Good and bad examples of government portals: not all government portals are created equal. (Digital Librarianship).
The DOE Portal
This Department of Energy portal (http://www.energy.gov) is a very well-designed one with clear paths for those who want to fly through the department's numerous topical units and areas and drill down for details when something catches their fancy. It also has a good alphabetic index with direct links to the related site(s). Within the library section, the featured site as of this writing is the Renewable Resource Data Center, which is an excellent starting point for research by major energy categories.
If drilling down is not your favorite way to get information, the home page of DOE offers a simple query cell with the option of an advanced screen. Simply typing in the query [air leakage solar energy] will bring up 562 mostly consumer-oriented documents, the vast majority of them relevant or highly relevant for the topic. The search function is provided via FirstGov, which gathers the information from predefined DOE domains that are visible to its search engine, including both the administrative and laboratory sites. It also offers an exemplary advanced query template (see Figure 1) if you need to run more refined queries than a string of keywords, which is-correctly--"AND-ed" together by the software automatically. It is exemplary because even a novice could make sense of the many search options, such as exact phrase searching, the level of sites (federal, state), the domains, the document formats to be searched (including ASCII, HTML, XML, Word, Excel, PowerPoint, and PDF), and many other options.
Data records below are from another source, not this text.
/// The entry point called from `arch::x86_64::syscall::syscall_trap_handler`
/// with the user-mode `esp` captured at the `int 0x30` trap.
///
/// Reads and validates `esp[0..3]` (syscall number plus three argument
/// slots) before looking at the syscall number at all, per the dispatcher's
/// fixed entry contract; any failure in that walk, or an unrecognized
/// syscall number, terminates the process with status `-1`.
pub fn dispatch_trap(user_esp: usize) -> i64 {
    let Some(pid) = PROCESS_TABLE.lock().current_pid() else {
        debug_println!("[syscall] trap at esp={:#x} with no current process", user_esp);
        return KILLED;
    };

    for slot in 0..4 {
        if !validate_user_addr(pid, user_esp + slot * 8) {
            debug_println!("[syscall] bad stack pointer {:#x} (slot {})", user_esp, slot);
            return kill_process(pid, -1);
        }
    }

    let Some(number) = read_user_u64(pid, user_esp) else {
        return kill_process(pid, -1);
    };
    let Some(op) = SyscallNumber::from_u64(number) else {
        debug_println!("[syscall] unknown syscall number {}", number);
        return kill_process(pid, -1);
    };
    let arg1 = read_user_u64(pid, user_esp + 8).unwrap_or(0);
    let arg2 = read_user_u64(pid, user_esp + 16).unwrap_or(0);
    let arg3 = read_user_u64(pid, user_esp + 24).unwrap_or(0);

    match op {
        SyscallNumber::Halt => sys_halt(),
        SyscallNumber::Exit => kill_process(pid, arg1 as i64 as i32),
        SyscallNumber::Exec => sys_exec(pid, arg1 as usize),
        SyscallNumber::Wait => sys_wait(pid, arg1),
        SyscallNumber::Create => sys_create(pid, arg1 as usize, arg2),
        SyscallNumber::Remove => sys_remove(pid, arg1 as usize),
        SyscallNumber::Open => sys_open(pid, arg1 as usize),
        SyscallNumber::Filesize => sys_filesize(pid, arg1 as i32),
        SyscallNumber::Read => sys_read(pid, arg1 as i32, arg2 as usize, arg3 as usize, user_esp),
        SyscallNumber::Write => sys_write(pid, arg1 as i32, arg2 as usize, arg3 as usize),
        SyscallNumber::Seek => sys_seek(pid, arg1 as i32, arg2),
        SyscallNumber::Tell => sys_tell(pid, arg1 as i32),
        SyscallNumber::Close => sys_close(pid, arg1 as i32),
        SyscallNumber::Mmap => sys_mmap(pid, arg1 as i32, arg2 as usize),
        SyscallNumber::Munmap => sys_munmap(pid, arg1 as usize),
    }
}

/// `halt`: power off the machine. Never returns.
fn sys_halt() -> i64 {
    crate::qemu::exit_qemu(crate::qemu::QemuExitCode::Success)
}

fn sys_exec(pid: ProcessId, cmdline_ptr: usize) -> i64 {
    let Some(_cmdline) = read_cstr(pid, cmdline_ptr) else {
        return kill_process(pid, -1);
    };
    // No loader lives in this crate (see `kernel::process::ProcessTable::spawn`'s
    // docs): `exec` reduces to spawning a fresh, empty child address space.
    PROCESS_TABLE.lock().spawn(Some(pid)).0 as i64
}

fn sys_wait(pid: ProcessId, child_pid: u64) -> i64 {
    let child = ProcessId(child_pid);
    let mut table = PROCESS_TABLE.lock();
    match table.reap_child(pid, child) {
        Some(code) => code as i64,
        None => {
            if table.is_pending_child(pid, child) {
                debug_println!(
                    "[syscall] wait: pid {} has not exited yet (no blocking primitive here)",
                    child_pid
                );
            }
            -1
        }
    }
}

fn sys_create(pid: ProcessId, name_ptr: usize, size: u64) -> i64 {
    let Some(name) = read_cstr(pid, name_ptr) else {
        return kill_process(pid, -1);
    };
    VM_SYSTEM.filesystem().lock().create(&name, size) as i64
}

fn sys_remove(pid: ProcessId, name_ptr: usize) -> i64 {
    let Some(name) = read_cstr(pid, name_ptr) else {
        return kill_process(pid, -1);
    };
    VM_SYSTEM.filesystem().lock().remove(&name) as i64
}

fn sys_open(pid: ProcessId, name_ptr: usize) -> i64 {
    let Some(name) = read_cstr(pid, name_ptr) else {
        return kill_process(pid, -1);
    };
    let Some(file) = VM_SYSTEM.filesystem().lock().open(&name) else {
        return -1;
    };
    let mut table = PROCESS_TABLE.lock();
    let Some(process) = table.get_mut(pid) else {
        return -1;
    };
    process.files_mut().insert(Arc::new(Mutex::new(file))) as i64
}

fn sys_filesize(pid: ProcessId, fd: i32) -> i64 {
    match lookup_fd(pid, fd) {
        Some(file) => file.lock().length() as i64,
        None => -1,
    }
}

/// `read`'s own pre-fault walk happens before any lock is taken; the file
/// read itself runs under the file-system lock, matching the spec's
/// "validation happens before acquiring that lock" ordering rule.
fn sys_read(pid: ProcessId, fd: i32, buf: usize, len: usize, user_esp: usize) -> i64 {
    if fd == STDOUT_FD {
        return -1;
    }
    if !prefault_buffer(pid, buf, len, user_esp) {
        return kill_process(pid, -1);
    }

    if fd == STDIN_FD {
        let mut data = vec![0u8; len];
        for slot in &mut data {
            *slot = CONSOLE.lock().input_getc();
        }
        return if copy_to_user(pid, buf, &data) {
            len as i64
        } else {
            kill_process(pid, -1)
        };
    }

    let Some(file) = lookup_fd(pid, fd) else {
        return -1;
    };
    let mut data = vec![0u8; len];
    let result = {
        let _fs_guard = VM_SYSTEM.filesystem().lock();
        file.lock().read(&mut data)
    };
    match result {
        Ok(n) => {
            if copy_to_user(pid, buf, &data[..n]) {
                n as i64
            } else {
                kill_process(pid, -1)
            }
        }
        Err(_) => -1,
    }
}
//! Interrupt Descriptor Table (IDT)
//!
//! 割り込みハンドラを設定します。

use x86_64::structures::idt::{InterruptDescriptorTable, InterruptStackFrame, PageFaultErrorCode};
// use crate::println;
use crate::arch::x86_64::gdt;
use crate::arch::Cpu;
use lazy_static::lazy_static;

lazy_static! {
    static ref IDT: InterruptDescriptorTable = {
        let mut idt = InterruptDescriptorTable::new();
        idt.breakpoint.set_handler_fn(breakpoint_handler);
        unsafe {
            idt.double_fault.set_handler_fn(double_fault_handler)
                .set_stack_index(gdt::DOUBLE_FAULT_IST_INDEX);
        }
        idt.page_fault.set_handler_fn(page_fault_handler);
        // Timer Interrupt (IRQ0 -> 32)
        idt[32].set_handler_fn(timer_interrupt_handler);
        // Keyboard Interrupt (IRQ1 -> 33)
        idt[33].set_handler_fn(keyboard_interrupt_handler);
        // Syscall gate (int 0x30, DPL 3)
        crate::arch::x86_64::syscall::register(&mut idt);
        idt
    };
}

/// IDT を初期化
pub fn init_idt() {
    IDT.load();
}

extern "x86-interrupt" fn breakpoint_handler(stack_frame: InterruptStackFrame) {
    use crate::arch::x86_64::port::PortWriteOnly;
    unsafe {
        let mut serial = PortWriteOnly::<u8>::new(0x3F8);
        for byte in b"[EXCEPTION] BREAKPOINT\n" {
            serial.write(*byte);
        }
    }
}

extern "x86-interrupt" fn double_fault_handler(
    stack_frame: InterruptStackFrame, error_code: u64) -> !
{
    use crate::arch::{Cpu, ArchCpu};
    use crate::arch::x86_64::port::PortWriteOnly;
    
    ArchCpu::disable_interrupts();
    
    // シリアル出力
    unsafe {
        let mut serial = PortWriteOnly::<u8>::new(0x3F8);
        for byte in b"[EXCEPTION] DOUBLE FAULT\n" {
            serial.write(*byte);
        }
    }
    
    loop {
        ArchCpu::halt();
    }
}

extern "x86-interrupt" fn page_fault_handler(
    stack_frame: InterruptStackFrame,
    error_code: PageFaultErrorCode,
) {
    use x86_64::registers::control::Cr2;

    use crate::debug_println;
    use crate::kernel::mm::{resolve_page_fault, VM_SYSTEM};
    use crate::kernel::process::PROCESS_TABLE;

    let fault_addr = Cr2::read_raw() as usize;
    let user_esp = stack_frame.stack_pointer.as_u64() as usize;
    let caused_by_write = error_code.contains(PageFaultErrorCode::CAUSED_BY_WRITE);

    let resolved: Option<()> = (|| {
        let pid = PROCESS_TABLE.lock().current_pid()?;
        let state = PROCESS_TABLE.lock().get(pid).map(|p| p.page_state())?;
        let mut guard = state.lock();
        let mut table = PROCESS_TABLE.lock();
        resolve_page_fault(
            &VM_SYSTEM,
            &mut *table,
            &mut guard.directory,
            &mut guard.table,
            pid.0,
            fault_addr,
            user_esp,
            caused_by_write,
        )
        .ok()
    })();

    if resolved.is_none() {
        debug_println!(
            "[EXCEPTION] PAGE FAULT at {:#x} ({:?}), esp={:#x}",
            fault_addr,
            error_code,
            user_esp
        );
        loop {
            crate::arch::ArchCpu::halt();
        }
    }
}

extern "x86-interrupt" fn timer_interrupt_handler(_stack_frame: InterruptStackFrame) {
    // 何もしない - EOIさえ送らずリターン
}

extern "x86-interrupt" fn keyboard_interrupt_handler(_stack_frame: InterruptStackFrame) {
    use crate::arch::x86_64::pic::PICS;
    use crate::kernel::driver::keyboard::{KEYBOARD, SCANCODE_QUEUE};

    // キーボードからスキャンコードを読み取る
    let scancode = KEYBOARD.lock().read_scancode();

    if let Some(scancode) = scancode {
        // キューに追加（Waker もここで呼ばれる）
        SCANCODE_QUEUE.lock().add_scancode(scancode);
    }

    unsafe {
        PICS.lock().notify_end_of_interrupt(33);
    }
}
Althou gh it does not include the invisible sites, the documents that are stored in proprietary databases, it provides a link to the Energy Library (which is kind of a portal), and to Online
Databases, which takes you (and me) to the EnergyPortal.
The EnergyPortal (http://kratos.osti.gov:1999) lets you run your query across a variety of databases, including several from DOE and others from government agencies such as the Department of Defense and NASA, which are grouped under Multidisciplinary Databases. There are 24 total open-access databases to choose from, and you can search a maximum of 10 at a time. (See Figure 2.) Be warned, however, that using more than five databases often chokes the portal search program.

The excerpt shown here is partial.